Name: Micaela Hamrin
Age: 29.
Lives: Åkersberga.
Occupation: Works as a communications officer at Mer Organdonation, MOD.
Story: Received a kidney from her grandmother.                                                                              

Micaela Hamrin. Photo: Alexander Donka
Micaela Hamrin. Photo: Alexander Donka

“I suddenly became ill in the spring during which I turned 18, at the end of my second year at upper-secondary school. Over the course of a few days, I was showing tons of strange symptoms. My body ached, I was unable to move my feet and hands normally, I felt sick and was fatigued and weak. After a few days, I was running a fever. The doctors were ultimately able to conclude that I had an acute liver disease, but no one knew which one. I now know the name of my disease, mesangiocapillary glomerulonephritis.
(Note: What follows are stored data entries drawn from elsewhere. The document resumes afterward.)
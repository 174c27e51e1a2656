use serde::Serialize;

use std::fmt;
use std::sync::atomic::{AtomicBool, Ordering};

use super::digest::DigestValue;

/// How many nonces `Block::mine_until` tries between checks of its cancel flag
pub const CANCEL_CHECK_INTERVAL: u64 = 1 << 16;

/// Represents one transfer sealed into the chain
#[derive(Debug, Clone, PartialEq, Eq, Serialize)]
pub struct Block {
    /// Position of the block in the chain (0 for genesis)
    index: u32,

    /// Amount moved from Bob to Alice; negative values move it the other way
    amount: i32,

    /// Digest of the preceding block, absent only for genesis
    previous_digest: Option<DigestValue>,

    /// Proof of work found by the nonce search
    nonce: u64,

    /// Digest of {index, amount, previous reference, nonce}
    digest: DigestValue,
}

/// Byte buffer fed to the hash function, with the nonce as its trailing field.
///
/// Layout (big-endian):
/// - genesis: `index(4) || amount(4) || nonce(8)`
/// - others:  `index(4) || amount(4) || previous_reference(8) || nonce(8)`
struct Preimage {
    buf: Vec<u8>,
    nonce_offset: usize,
}

impl Preimage {
    fn new(index: u32, amount: i32, previous: Option<&DigestValue>) -> Self {
        let mut buf = Vec::with_capacity(24);
        buf.extend_from_slice(&index.to_be_bytes());
        buf.extend_from_slice(&amount.to_be_bytes());

        if index != 0 {
            // A non-genesis block without a predecessor mixes in a zero reference
            let reference = previous.map_or(0, DigestValue::reference_reduction);
            buf.extend_from_slice(&reference.to_be_bytes());
        }

        let nonce_offset = buf.len();
        buf.extend_from_slice(&[0u8; 8]);

        Preimage { buf, nonce_offset }
    }

    fn digest(&mut self, nonce: u64) -> DigestValue {
        self.buf[self.nonce_offset..].copy_from_slice(&nonce.to_be_bytes());
        DigestValue::compute(&self.buf)
    }
}

impl Block {
    /// Mines a new block
    ///
    /// Tries nonces 0, 1, 2, ... until the resulting digest meets the
    /// difficulty target. There is no attempt limit.
    ///
    /// # Arguments
    ///
    /// * `index` - The index of the block in the chain
    /// * `amount` - The transferred amount
    /// * `previous` - The digest of the previous block (`None` for genesis)
    ///
    /// # Returns
    ///
    /// The mined block
    pub fn mine(index: u32, amount: i32, previous: Option<DigestValue>) -> Self {
        let mut preimage = Preimage::new(index, amount, previous.as_ref());
        let mut nonce: u64 = 0;

        loop {
            let digest = preimage.digest(nonce);
            if digest.is_valid() {
                return Block {
                    index,
                    amount,
                    previous_digest: previous,
                    nonce,
                    digest,
                };
            }

            nonce = nonce.wrapping_add(1);
        }
    }

    /// Same search as `mine`, but gives up once `cancel` is set.
    ///
    /// The flag is read every `CANCEL_CHECK_INTERVAL` nonces, starting before
    /// the first attempt.
    ///
    /// # Returns
    ///
    /// The mined block, or `None` if the search was cancelled
    pub fn mine_until(
        index: u32,
        amount: i32,
        previous: Option<DigestValue>,
        cancel: &AtomicBool,
    ) -> Option<Self> {
        let mut preimage = Preimage::new(index, amount, previous.as_ref());
        let mut nonce: u64 = 0;

        loop {
            if nonce % CANCEL_CHECK_INTERVAL == 0 && cancel.load(Ordering::Relaxed) {
                return None;
            }

            let digest = preimage.digest(nonce);
            if digest.is_valid() {
                return Some(Block {
                    index,
                    amount,
                    previous_digest: previous,
                    nonce,
                    digest,
                });
            }

            nonce = nonce.wrapping_add(1);
        }
    }

    /// Rebuilds a block from a known nonce without searching.
    ///
    /// The resulting digest is not checked against the difficulty target.
    pub fn reconstruct(index: u32, amount: i32, previous: Option<DigestValue>, nonce: u64) -> Self {
        let digest = Preimage::new(index, amount, previous.as_ref()).digest(nonce);

        Block {
            index,
            amount,
            previous_digest: previous,
            nonce,
            digest,
        }
    }

    pub fn index(&self) -> u32 {
        self.index
    }

    pub fn amount(&self) -> i32 {
        self.amount
    }

    pub fn nonce(&self) -> u64 {
        self.nonce
    }

    pub fn previous_digest(&self) -> Option<&DigestValue> {
        self.previous_digest.as_ref()
    }

    pub fn digest(&self) -> &DigestValue {
        &self.digest
    }

    /// Number of digests the nonce search computed to reach this nonce
    pub fn attempts(&self) -> u64 {
        self.nonce.saturating_add(1)
    }
}

impl fmt::Display for Block {
    fn fmt(&self, f: &mut fmt::Formatter<'_>) -> fmt::Result {
        let previous = match &self.previous_digest {
            Some(digest) => digest.to_hex(),
            None => "null".to_string(),
        };

        write!(
            f,
            "Amount: {}, Nonce: {}, prevHash: {}, hash: {}",
            self.amount, self.nonce, previous, self.digest
        )
    }
}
I quickly lost my kidney functions. The doctors tried different treatments, but nothing helped, they almost seemed shocked at how quickly my state was deteriorating. When I graduated, my kidney functions were below ten per cent. In July, I started dialysis, three times a week. Every session took long, as I was vomiting so much, I fainted and had drops in blood pressure.

Early on, my grandmother, who worked at the intensive care ward in Huddinge, said that she wanted to give me her kidney. She was very crass; she said that I would probably need several kidneys throughout my life and she wanted an opportunity to donate one during her lifetime. Ten months later, the transplant took place.

I only have foggy memories from this time, but I do remember how much healthier I felt as soon as the pain from the surgery had subsided. I got the energy to start studying, so now I am a trained upper-secondary school teacher. In addition to my studies, I was able to work at MOD, Mer Organdonation. I work there full-time now. I have invested myself in the donation issue and will not stop pushing it until I see some changes. The most important thing is getting clearer legislation. As it currently stands, it creates uncertainty for the profession, which means that at the moment, all those who want to become donors after their death cannot do so.

My illness has given me an extra incentive to try and get things done. I know life is fragile, that you should take the opportunity to do what you want to do while you still have the energy and the strength.”